Dabei stört die eigenen Anhänger offenkundig nicht einmal der schwelende interne Streit um den künftigen Kurs. Der Machtkampf zwischen dem Meuthen-Lager, das auf verbale Mäßigung und eine demonstrative Abgrenzung nach ganz rechts außen setzt, um mittelfristig koalitionsfähig zu werden, und den teils extrem rechten Kräften der Ost-Verbände wird offen ausgetragen. Die Strategen im völkischen Lager setzen auf die Verbindung zum Protestmilieu und Systemkritik, auf die Mobilisierung und Eroberung von Nichtwählern und darauf, die AfD zur „Partei des kleinen Mannes“ zu machen.
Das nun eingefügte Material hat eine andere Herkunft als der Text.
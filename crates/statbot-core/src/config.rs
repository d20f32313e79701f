//! Sandbox configuration.

use std::path::PathBuf;

use serde::{Deserialize, Serialize};

use crate::error::{AgentError, AgentResult};

/// Process-wide resource ceilings.
///
/// Applied once when the runner is constructed and cumulative for the
/// process lifetime; they are not reset between attempts. `None` disables
/// a ceiling. On platforms without the underlying primitive the ceilings
/// degrade to a no-op and the wall-clock timeout is the only backstop.
#[derive(Debug, Clone, Copy, Serialize, Deserialize, PartialEq, Eq)]
pub struct ResourceLimits {
    /// Maximum resident address space in megabytes.
    pub memory_mb: Option<u64>,
    /// Maximum accumulated CPU time in seconds.
    pub cpu_secs: Option<u64>,
}

impl Default for ResourceLimits {
    fn default() -> Self {
        Self {
            memory_mb: Some(512),
            cpu_secs: Some(30),
        }
    }
}

impl ResourceLimits {
    /// Limits that leave the process untouched.
    pub fn unbounded() -> Self {
        Self {
            memory_mb: None,
            cpu_secs: None,
        }
    }

    /// Returns `true` when no ceiling is configured.
    pub fn is_unbounded(&self) -> bool {
        self.memory_mb.is_none() && self.cpu_secs.is_none()
    }
}

/// Configuration for one sandbox instance.
#[derive(Debug, Clone, Serialize, Deserialize, PartialEq)]
#[serde(default)]
pub struct SandboxConfig {
    /// Wall-clock deadline for a single execution, in seconds.
    pub timeout_secs: u64,
    /// Maximum generate-validate-execute attempts per question.
    pub max_retries: u32,
    /// Captured stdout is truncated to this many characters.
    pub max_output_chars: usize,
    /// Directory where chart artifacts are written.
    pub chart_dir: PathBuf,
    /// URL prefix under which chart files are served back to callers.
    pub chart_url_prefix: String,
    /// Process-wide resource ceilings.
    pub limits: ResourceLimits,
}

impl Default for SandboxConfig {
    fn default() -> Self {
        Self {
            timeout_secs: 30,
            max_retries: 3,
            max_output_chars: 10_000,
            chart_dir: PathBuf::from("static"),
            chart_url_prefix: "/static".to_string(),
            limits: ResourceLimits::default(),
        }
    }
}

impl SandboxConfig {
    /// Reject configurations that cannot produce a usable sandbox.
    pub fn validate(&self) -> AgentResult<()> {
        if self.timeout_secs == 0 {
            return Err(AgentError::InvalidConfig(
                "timeout_secs must be at least 1".into(),
            ));
        }
        if self.max_retries == 0 {
            return Err(AgentError::InvalidConfig(
                "max_retries must be at least 1".into(),
            ));
        }
        if self.max_output_chars == 0 {
            return Err(AgentError::InvalidConfig(
                "max_output_chars must be at least 1".into(),
            ));
        }
        if self.chart_url_prefix.is_empty() {
            return Err(AgentError::InvalidConfig(
                "chart_url_prefix must not be empty".into(),
            ));
        }
        Ok(())
    }
}

#[cfg(test)]
mod tests {
    use super::*;

    #[test]
    fn test_defaults_match_documented_values() {
        let cfg = SandboxConfig::default();
        assert_eq!(cfg.timeout_secs, 30);
        assert_eq!(cfg.max_retries, 3);
        assert_eq!(cfg.max_output_chars, 10_000);
        assert_eq!(cfg.limits.memory_mb, Some(512));
        assert_eq!(cfg.limits.cpu_secs, Some(30));
        assert!(cfg.validate().is_ok());
    }

    #[test]
    fn test_zero_timeout_rejected() {
        let cfg = SandboxConfig {
            timeout_secs: 0,
            ..Default::default()
        };
        match cfg.validate() {
            Err(AgentError::InvalidConfig(msg)) => assert!(msg.contains("timeout")),
            other => panic!("expected InvalidConfig, got {:?}", other),
        }
    }

    #[test]
    fn test_zero_retries_rejected() {
        let cfg = SandboxConfig {
            max_retries: 0,
            ..Default::default()
        };
        assert!(cfg.validate().is_err());
    }

    #[test]
    fn test_config_serde_roundtrip() {
        let cfg = SandboxConfig {
            timeout_secs: 5,
            limits: ResourceLimits::unbounded(),
            ..Default::default()
        };
        let json = serde_json::to_string(&cfg).unwrap();
        let back: SandboxConfig = serde_json::from_str(&json).unwrap();
        assert_eq!(cfg, back);
    }

    #[test]
    fn test_unbounded_limits() {
        assert!(ResourceLimits::unbounded().is_unbounded());
        assert!(!ResourceLimits::default().is_unbounded());
    }
}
Der Kurs wird spätestens im Juni voraussichtlich eine weitere Stärkung erfahren. Dann steht die nächste Wahl an, diesmal in Sachsen-Anhalt. Hier wählte zuletzt fast jeder Vierte die AfD. Umfragen zufolge liegt die Partei etwa bei dieser Zustimmung – mit dem Unterschied, dass derzeit lediglich eine Viererkoalition gegen sie möglich wäre. Debatten über ein mögliches Verschwinden der AfD dürften nach dem Wahlsonntag von Magdeburg in weite Ferne rücken.